The R2S initiative involves collecting three streams of data to evaluate the impact of the intervention and inform the design of future innovations to build savings, including the Intention Survey, In-Product Saving Offer, and Household Financial Survey.

===Intention Survey===

The Intention Survey is cross-sectional and designed to elicit information about possible behaviors and responses to behavioral economics-inspired prompts. It also gauges ownership of financial products (e.g., checking account, savings bond) and interest in using or opening these products at tax time. Findings from the Intention Survey contributed to the development of the In-Product Saving Offer and the Household Financial Survey. In 2012, 4,087 Intuit customers responded to the Intention Survey.

===In-Product Saving Offer===
The In-Product Saving Offer is the largest saving experiment ever undertaken in the U.S. TurboTax Freedom Edition users with refunds are assigned randomly to a treatment condition or control group. The control group uses the regular TurboTax program. The treatment group uses a version of the program in which they receive a prompt and a saving opportunity designed to increase saving. Data generated by program use and refund allocation behavior will be evaluated to determine whether the prompts, saving opportunity, or both increased saving levels compared to the control groups. In 2012, 150,000 people were included in the study, and about 1 million tax filers are expected to be included in 2013.

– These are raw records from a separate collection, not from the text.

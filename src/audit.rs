use anyhow::Result;
use std::fs::OpenOptions;
use std::io::Write;
use std::path::{Path, PathBuf};

/// Default audit log location
pub fn audit_path() -> PathBuf {
    dirs::data_dir()
        .unwrap_or_else(|| PathBuf::from(".local/share"))
        .join("himba-voice")
        .join("audit.log")
}

/// Append a timestamped entry to the audit log
pub fn log(path: &Path, entry: &str) -> Result<()> {
    if let Some(dir) = path.parent() {
        std::fs::create_dir_all(dir)?;
    }

    let mut file = OpenOptions::new().create(true).append(true).open(path)?;

    writeln!(
        file,
        "[{}] {}",
        chrono::Local::now().format("%Y-%m-%d %H:%M:%S"),
        entry
    )?;
    Ok(())
}
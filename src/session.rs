//! Screen Session
//!
//! One actor per visible screen. It owns the turn controller, the recognizer
//! and synthesizer handles and the screen's form state, and it is the only
//! writer of any of them: every callback, control request and collaborator
//! result arrives as a [`SessionEvent`] on a single queue.

use crate::asr::{Recognizer, RecognizerEvent, RecognizerFactory};
use crate::commands::{DetectionMode, DetectionRequest, Field, NavOption, Screen};
use crate::config::Config;
use crate::core::{Classifier, Grammar};
use crate::dispatcher::Dispatcher;
use crate::screens;
use crate::tts::{Synthesizer, SynthesizerEvent, SynthesizerFactory};
use crate::turn::{SpeechKind, TurnController, TurnState};
use anyhow::Result;
use std::collections::HashMap;
use std::future::Future;
use std::sync::Arc;
use tokio::sync::mpsc;
use tracing::{debug, info, warn};

pub type EventSender = mpsc::UnboundedSender<SessionEvent>;
pub type EventReceiver = mpsc::UnboundedReceiver<SessionEvent>;

/// Requests from outside the voice loop
#[derive(Debug, Clone, Copy, PartialEq, Eq)]
pub enum ControlEvent {
    EnableMic,
    DisableMic,
    /// Screen paused (app backgrounded)
    Pause,
    Resume,
    /// Screen left
    Exit,
}

/// Result of out-of-band work, to be spoken when it re-enters the session
#[derive(Debug, Clone, Default, PartialEq, Eq)]
pub struct Outcome {
    pub speech: String,
    pub navigate: Option<Screen>,
}

impl Outcome {
    pub fn say(speech: impl Into<String>) -> Self {
        Self {
            speech: speech.into(),
            navigate: None,
        }
    }

    pub fn go_to(screen: Screen) -> Self {
        Self {
            speech: String::new(),
            navigate: Some(screen),
        }
    }
}

#[derive(Debug, Clone, PartialEq, Eq)]
pub enum SessionEvent {
    Recognizer(RecognizerEvent),
    Synthesizer(SynthesizerEvent),
    Control(ControlEvent),
    Completed { generation: u64, outcome: Outcome },
}

impl From<RecognizerEvent> for SessionEvent {
    fn from(event: RecognizerEvent) -> Self {
        SessionEvent::Recognizer(event)
    }
}

/// Factories for the per-session speech handles
#[derive(Clone)]
pub struct Engines {
    recognizers: Arc<dyn RecognizerFactory>,
    synthesizers: Arc<dyn SynthesizerFactory>,
}

impl Engines {
    pub fn new(
        recognizers: Arc<dyn RecognizerFactory>,
        synthesizers: Arc<dyn SynthesizerFactory>,
    ) -> Self {
        Self {
            recognizers,
            synthesizers,
        }
    }

    /// Fresh handles reporting to `events`
    pub fn bind(&self, events: &EventSender) -> Result<(Box<dyn Recognizer>, Box<dyn Synthesizer>)> {
        let recognizer = self.recognizers.create(events.clone())?;
        let synthesizer = self.synthesizers.create(events.clone())?;
        Ok((recognizer, synthesizer))
    }
}

/// How a session starts
#[derive(Debug, Clone)]
pub struct SessionOptions {
    pub mic_enabled: bool,
    pub speak_welcome: bool,
    pub apology: String,
    pub corrections: HashMap<String, String>,
}

impl SessionOptions {
    pub fn from_config(config: &Config, mic_enabled: bool) -> Self {
        Self {
            mic_enabled,
            speak_welcome: config.speak_welcome,
            apology: config.apology_text.clone(),
            corrections: config.voice_corrections.clone(),
        }
    }
}

impl Default for SessionOptions {
    fn default() -> Self {
        Self::from_config(&Config::default(), true)
    }
}

/// Screen-local variables filled by voice
#[derive(Debug, Clone, Default, PartialEq)]
pub struct ScreenVars {
    pub full_name: String,
    pub email: String,
    pub password: String,
    pub emergency_email: String,
    pub destination: String,
    pub segmentation_key: String,
    pub mode: DetectionMode,
    /// Guidance style chosen on the navigation screen
    pub nav_option: Option<NavOption>,
    pub show_maps: bool,
    /// Last detection request that was started
    pub target: Option<DetectionRequest>,
    /// A yes/no question is open
    pub awaiting_answer: bool,
}

impl ScreenVars {
    pub fn field(&self, field: Field) -> &str {
        match field {
            Field::FullName => &self.full_name,
            Field::Email => &self.email,
            Field::Password => &self.password,
            Field::EmergencyEmail => &self.emergency_email,
            Field::Destination => &self.destination,
            Field::SegmentationKey => &self.segmentation_key,
        }
    }

    pub fn set_field(&mut self, field: Field, value: String) {
        let slot = match field {
            Field::FullName => &mut self.full_name,
            Field::Email => &mut self.email,
            Field::Password => &mut self.password,
            Field::EmergencyEmail => &mut self.emergency_email,
            Field::Destination => &mut self.destination,
            Field::SegmentationKey => &mut self.segmentation_key,
        };
        *slot = value;
    }

    /// Which of `fields` are still blank
    pub fn empty_fields(&self, fields: &[Field]) -> Vec<Field> {
        fields
            .iter()
            .copied()
            .filter(|f| self.field(*f).trim().is_empty())
            .collect()
    }
}

pub struct ScreenSession {
    screen: Screen,
    grammar: Grammar,
    classifier: Classifier,
    controller: TurnController,
    pub vars: ScreenVars,
    /// Bumped whenever in-flight collaborator results become irrelevant
    generation: u64,
    events: EventSender,
    engines: Engines,
    leaving: bool,
}

impl ScreenSession {
    /// Enter a screen: bind handles, speak the welcome, open the mic
    pub fn open(
        screen: Screen,
        options: &SessionOptions,
        engines: Engines,
    ) -> Result<(Self, EventReceiver)> {
        let (events, rx) = mpsc::unbounded_channel();
        let (recognizer, synthesizer) = engines.bind(&events)?;
        let grammar = Grammar::for_screen(screen);
        let controller = TurnController::new(
            recognizer,
            synthesizer,
            grammar.hints(),
            options.apology.clone(),
        );

        let mut session = Self {
            screen,
            grammar,
            classifier: Classifier::new(options.corrections.clone()),
            controller,
            vars: ScreenVars::default(),
            generation: 0,
            events,
            engines,
            leaving: false,
        };

        info!("📱 Entered {}", screen);
        if options.speak_welcome {
            session
                .controller
                .speak(screens::welcome_message(screen), SpeechKind::Welcome);
        }
        if options.mic_enabled {
            session.controller.enable_mic();
        }
        Ok((session, rx))
    }

    pub fn screen(&self) -> Screen {
        self.screen
    }

    pub fn grammar(&self) -> &Grammar {
        &self.grammar
    }

    pub fn controller(&self) -> &TurnController {
        &self.controller
    }

    pub fn controller_mut(&mut self) -> &mut TurnController {
        &mut self.controller
    }

    pub fn generation(&self) -> u64 {
        self.generation
    }

    /// Handle for feeding events into this session
    pub fn sender(&self) -> EventSender {
        self.events.clone()
    }

    pub fn is_leaving(&self) -> bool {
        self.leaving
    }

    /// Process one event. Returns `false` once the session should end.
    pub fn handle_event(&mut self, event: SessionEvent, dispatcher: &Dispatcher) -> bool {
        match event {
            SessionEvent::Recognizer(event) => {
                if let Some(utterance) = self.controller.on_recognizer_event(event) {
                    let command = self.classifier.classify(&utterance.text, &self.grammar);
                    dispatcher.dispatch(command, self);
                    self.controller.finish_turn();
                }
            }
            SessionEvent::Synthesizer(event) => self.controller.on_synthesizer_event(event),
            SessionEvent::Control(control) => {
                debug!("Control on {}: {:?}", self.screen, control);
                match control {
                    ControlEvent::EnableMic => {
                        if !self.leaving {
                            self.controller.enable_mic();
                        }
                    }
                    ControlEvent::DisableMic => self.disable_mic(),
                    ControlEvent::Pause => self.suspend(),
                    ControlEvent::Resume => self.resume(),
                    ControlEvent::Exit => return false,
                }
            }
            SessionEvent::Completed {
                generation,
                outcome,
            } => {
                if generation != self.generation {
                    debug!(
                        "Dropping stale result (generation {} != {}): {:?}",
                        generation, self.generation, outcome
                    );
                } else {
                    dispatcher.complete(outcome, self);
                }
            }
        }
        true
    }

    /// Close the mic and forget any in-flight work
    pub fn disable_mic(&mut self) {
        self.generation += 1;
        self.controller.disable_mic();
    }

    /// Stop talking now and forget any in-flight work
    pub fn cancel(&mut self) {
        self.generation += 1;
        self.controller.cancel();
    }

    /// Navigation requested: stop listening until the screen is replaced
    pub fn leave(&mut self) {
        self.leaving = true;
        self.disable_mic();
    }

    pub fn suspend(&mut self) {
        self.generation += 1;
        self.controller.suspend();
    }

    pub fn resume(&mut self) {
        if self.controller.state() != TurnState::Suspended {
            debug!("Resume on {} while {}, ignoring", self.screen, self.controller.state());
            return;
        }
        match self.engines.bind(&self.events) {
            Ok((recognizer, synthesizer)) => {
                self.controller.resume(recognizer, synthesizer);
                self.controller.finish_turn();
            }
            Err(e) => warn!("⚠️ Could not rebind speech handles: {}", e),
        }
    }

    /// Run collaborator work off the session task; the result re-enters as
    /// [`SessionEvent::Completed`] tagged with the current generation.
    pub fn spawn_out_of_band<F>(&self, work: F)
    where
        F: Future<Output = Outcome> + Send + 'static,
    {
        let generation = self.generation;
        let events = self.events.clone();
        tokio::spawn(async move {
            let outcome = work.await;
            let _ = events.send(SessionEvent::Completed {
                generation,
                outcome,
            });
        });
    }

    /// Screen exit: release both handles
    pub fn close(&mut self) {
        self.generation += 1;
        self.controller.shutdown();
        info!("📴 Left {}", self.screen);
    }
}

/// Drive a session until it is told to exit
pub async fn run(mut session: ScreenSession, dispatcher: Arc<Dispatcher>, mut rx: EventReceiver) {
    while let Some(event) = rx.recv().await {
        if !session.handle_event(event, &dispatcher) {
            break;
        }
    }
    session.close();
}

===Household Financial Survey===
The Household Financial Survey (HFS) is a longitudinal cohort study designed to determine the impact of tax-time saving and examine the effects of supply (e.g., availability of and access to savings products) and demand (e.g., awareness of the need for precautionary savings) factors that may influence the use and impact of the intervention. HFS participants will be sampled from those randomized in the In-Product Saving Offer and surveyed immediately after tax filing and again six months later. The HFS will allow R2S researchers to understand the impact of saving on the financial lives of households by (a) describing the context in which people choose to save at tax time, (b) determining if savings initiated by the In-Product Offer are new (i.e., not money that would have been saved in the absence of the intervention), and (c) verifying whether the savings ultimately increase households’ financial security. In 2012, the HFS pilot included about 350 households, and the research team expects about 12,000 households to participate in the study in 2013.

==Impact==
Ultimately, R2S has numerous implications for ongoing policy discussions at state and federal levels. First, the findings will show whether (a) the use of behavioral economics-inspired interventions can increase saving at tax time and (b) saving-promotion efforts yield increased financial security and improved household balance sheets. Second, the project could provide evidence on the effect of supply- and demand-side constraints to saving and thus inform policy discussions regarding financial access, financial knowledge, and consumer protection. Third, the design and operation of the R2S initiative may be of interest to those considering policy innovations that leverage private-sector resources or incorporate public-private partnerships to achieve public policy objectives.

The team is also planning an ambitious program of dissemination to share R2S findings with a variety of audiences. Several policy, academic, and general interest publications will be produced detailing the impact of the experiment and findings from the research in each year. R2S also plans to host events to share interesting findings with the research and policy communities and with the general public.